WHAT YOU HAVE TO DO: Report every line of the records that includes the word "display".

RECORDS SUPPLIED section start

//! Configuration types and loading.
//!
//! Config is loaded from a JSON file (e.g. `~/.goose-host/config.json`). A missing
//! file means defaults; every field is optional.

use crate::env::EnvMap;
use crate::probe::ProbePolicy;
use anyhow::{Context, Result};
use serde::{Deserialize, Serialize};
use std::path::{Path, PathBuf};
use std::time::Duration;

/// Top-level host config.
#[derive(Debug, Clone, Default, PartialEq, Serialize, Deserialize)]
#[serde(rename_all = "camelCase")]
pub struct Config {
    /// How the backend executable is found and invoked.
    #[serde(default)]
    pub backend: BackendConfig,

    /// Readiness probe budget.
    #[serde(default)]
    pub probe: ProbeConfig,
}

/// Backend executable, subcommand, working directory and extra environment.
#[derive(Debug, Clone, PartialEq, Serialize, Deserialize)]
#[serde(rename_all = "camelCase")]
pub struct BackendConfig {
    /// Explicit backend executable. When unset the locator searches (see `locate`).
    #[serde(default)]
    pub binary_path: Option<PathBuf>,

    /// Subcommand passed as the only argument (default "agent").
    #[serde(default = "default_subcommand")]
    pub subcommand: String,

    /// Default working directory for instances (default: the user's home directory).
    #[serde(default)]
    pub working_dir: Option<PathBuf>,

    /// Extra variables for every instance. Per-launch variables override these.
    #[serde(default)]
    pub env: EnvMap,
}

/// Readiness probe settings; see [`ProbePolicy`].
#[derive(Debug, Clone, PartialEq, Eq, Serialize, Deserialize)]
#[serde(rename_all = "camelCase")]
pub struct ProbeConfig {
    #[serde(default = "default_max_attempts")]
    pub max_attempts: u32,

    #[serde(default = "default_interval_ms")]
    pub interval_ms: u64,

    #[serde(default = "default_request_timeout_ms")]
    pub request_timeout_ms: u64,
}

fn default_subcommand() -> String {
    "agent".to_string()
}

fn default_max_attempts() -> u32 {
    ProbePolicy::default().max_attempts
}

fn default_interval_ms() -> u64 {
    ProbePolicy::default().interval.as_millis() as u64
}

fn default_request_timeout_ms() -> u64 {
    ProbePolicy::default().request_timeout.as_millis() as u64
}

impl Default for BackendConfig {
    fn default() -> Self {
        Self {
            binary_path: None,
            subcommand: default_subcommand(),
            working_dir: None,
            env: EnvMap::new(),
        }
    }
}

impl Default for ProbeConfig {
    fn default() -> Self {
        Self {
            max_attempts: default_max_attempts(),
            interval_ms: default_interval_ms(),
            request_timeout_ms: default_request_timeout_ms(),
        }
    }
}

impl ProbeConfig {
    pub fn policy(&self) -> ProbePolicy {
        ProbePolicy {
            max_attempts: self.max_attempts,
            interval: Duration::from_millis(self.interval_ms),
            request_timeout: Duration::from_millis(self.request_timeout_ms),
        }
    }
}

/// Resolve config path from env or default.
pub fn default_config_path() -> PathBuf {
    std::env::var("GOOSE_HOST_CONFIG_PATH")
        .map(PathBuf::from)
        .unwrap_or_else(|_| {
            dirs::home_dir()
                .map(|h| h.join(".goose-host").join("config.json"))
                .unwrap_or_else(|| PathBuf::from("config.json"))
        })
}

/// The user's home directory, falling back to the current directory.
pub fn home_dir() -> PathBuf {
    dirs::home_dir().unwrap_or_else(|| PathBuf::from("."))
}

/// Working directory for an instance: explicit request, then config, then home.
pub fn resolve_working_dir(config: &Config, requested: Option<&Path>) -> PathBuf {
    requested
        .map(Path::to_path_buf)
        .or_else(|| {
            config
                .backend
                .working_dir
                .clone()
                .filter(|d| !d.as_os_str().is_empty())
        })
        .unwrap_or_else(home_dir)
}

/// Load config from the given path, or the default path (or GOOSE_HOST_CONFIG_PATH).
/// Missing file => default config. Returns the config and the path that was used.
pub fn load_config(path: Option<PathBuf>) -> Result<(Config, PathBuf)> {
    let path = path.unwrap_or_else(default_config_path);
    let config = if !path.exists() {
        log::debug!("config file not found, using defaults: {}", path.display());
        Config::default()
    } else {
        let s = std::fs::read_to_string(&path)
            .with_context(|| format!("reading config from {}", path.display()))?;
        serde_json::from_str(&s)
            .with_context(|| format!("parsing config from {}", path.display()))?
    };
    Ok((config, path))
}
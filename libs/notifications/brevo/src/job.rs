//! DeliveryJob - the queued unit of email delivery

use crate::models::EmailRequest;
use chrono::{DateTime, Utc};
use job_runner::{Backoff, Job, RetryPolicy};
use serde::{Deserialize, Serialize};
use std::time::Duration;
use uuid::Uuid;

/// Total delivery attempts, the first one included
pub const MAX_DELIVERY_ATTEMPTS: u32 = 5;

/// Delivery job carrying a snapshot of a prepared request.
///
/// The request is final by the time the job exists: safety policies have
/// already been applied and nothing downstream changes it.
#[derive(Debug, Clone, PartialEq, Serialize, Deserialize)]
pub struct DeliveryJob {
    /// Unique job ID, kept across retries
    pub id: Uuid,

    /// The email to send
    pub request: EmailRequest,

    /// 1-based attempt number
    #[serde(default = "first_attempt")]
    pub attempt: u32,

    /// When the job was first enqueued
    pub enqueued_at: DateTime<Utc>,
}

fn first_attempt() -> u32 {
    1
}

impl DeliveryJob {
    /// Create a job for the first attempt
    pub fn new(request: EmailRequest) -> Self {
        Self {
            id: Uuid::new_v4(),
            request,
            attempt: 1,
            enqueued_at: Utc::now(),
        }
    }
}

impl Job for DeliveryJob {
    fn job_id(&self) -> String {
        self.id.to_string()
    }

    fn attempt(&self) -> u32 {
        self.attempt
    }

    fn with_retry(&self) -> Self {
        Self {
            attempt: self.attempt + 1,
            ..self.clone()
        }
    }

    fn retry_policy(&self) -> RetryPolicy {
        RetryPolicy::new(
            MAX_DELIVERY_ATTEMPTS,
            Backoff::Exponential {
                base: Duration::from_secs(3),
                max: Duration::from_secs(300),
            },
        )
    }

    fn job_type(&self) -> &'static str {
        "email_delivery"
    }
}

#[cfg(test)]
mod tests {
    use super::*;
    use crate::builder::build;
    use crate::models::Params;

    #[test]
    fn test_new_job_starts_at_first_attempt() {
        let job = DeliveryJob::new(build(42, "user@example.com", None, Params::new()));

        assert_eq!(job.attempt(), 1);
        assert_eq!(job.job_id(), job.id.to_string());
        assert_eq!(job.job_type(), "email_delivery");
    }

    #[test]
    fn test_retry_keeps_id_and_payload() {
        let job = DeliveryJob::new(build(42, "user@example.com", None, Params::new()));
        let retried = job.with_retry();

        assert_eq!(retried.attempt(), 2);
        assert_eq!(retried.id, job.id);
        assert_eq!(retried.request, job.request);
        assert_eq!(retried.enqueued_at, job.enqueued_at);
    }

    #[test]
    fn test_retry_policy_allows_five_attempts() {
        let job = DeliveryJob::new(build(1, "user@example.com", None, Params::new()));
        let policy = job.retry_policy();

        assert_eq!(policy.max_attempts, MAX_DELIVERY_ATTEMPTS);
        assert!(policy.can_retry(4));
        assert!(!policy.can_retry(5));
    }
}
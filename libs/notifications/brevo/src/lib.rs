//! Brevo transactional email delivery
//!
//! Prepares templated emails, applies delivery safety policies and sends them
//! through the Brevo API from a background job.
//!
//! ## Flow
//!
//! caller → `build` → `safety::apply` → `DeliveryDispatcher` → [queue] →
//! `DeliveryProcessor` → `TransactionalEmailApi`
//!
//! ## Components
//!
//! - **Models**: `EmailRequest`, `Recipient`, `Recipients`
//! - **Safety**: `SafetyConfig` (sandbox mode, safe mode, allowed domains) and `apply`
//! - **Delivery**: `DeliveryJob`, `DeliveryDispatcher`, `DeliveryProcessor`
//! - **Providers**: `BrevoClient` (HTTP) and `MockTransactionalApi` (always available)
//! - **Mailer**: `Mailer` and the `Sendable` trait for concrete emails
//!
//! ## Usage
//!
//! ```ignore
//! use brevo_mailer::{BrevoClient, DeliveryJob, DeliveryProcessor, Mailer};
//! use job_runner::{JobWorker, MemoryQueue, WorkerConfig};
//!
//! let config = WorkerConfig::new("emails");
//! let (queue, receiver) = MemoryQueue::<DeliveryJob>::new(&config);
//! let queue = Arc::new(queue);
//!
//! let processor = DeliveryProcessor::new(BrevoClient::from_env()?);
//! let worker = JobWorker::new(queue.clone(), processor, config);
//! tokio::spawn(async move { worker.run(receiver, shutdown_rx).await });
//!
//! let mailer = Mailer::from_env(queue);
//! mailer.send_email(42, "user@example.com", None, Params::new()).await?;
//! ```

pub mod builder;
pub mod dispatcher;
pub mod error;
pub mod job;
pub mod models;
pub mod processor;
pub mod provider;
pub mod safety;
pub mod sender;

pub use builder::build;
pub use dispatcher::DeliveryDispatcher;
pub use error::{ApiError, ClientError, MailerError, MailerResult};
pub use job::{DeliveryJob, MAX_DELIVERY_ATTEMPTS};
pub use models::{EmailRequest, Params, Recipient, Recipients};
pub use processor::DeliveryProcessor;
pub use provider::{
    BrevoClient, BrevoConfig, CreateSmtpEmail, MockTransactionalApi, SendSmtpEmail,
    TransactionalEmailApi,
};
pub use safety::{apply, EnvSafetyConfig, SafetyConfig, SafetyConfigSource};
pub use sender::{Mailer, Sendable};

RECORDS SUPPLIED section end

SOLVED EXERCISE:
        log::debug!("config file not found, using defaults: {}", path.display());
            .with_context(|| format!("reading config from {}", path.display()))?;
            .with_context(|| format!("parsing config from {}", path.display()))?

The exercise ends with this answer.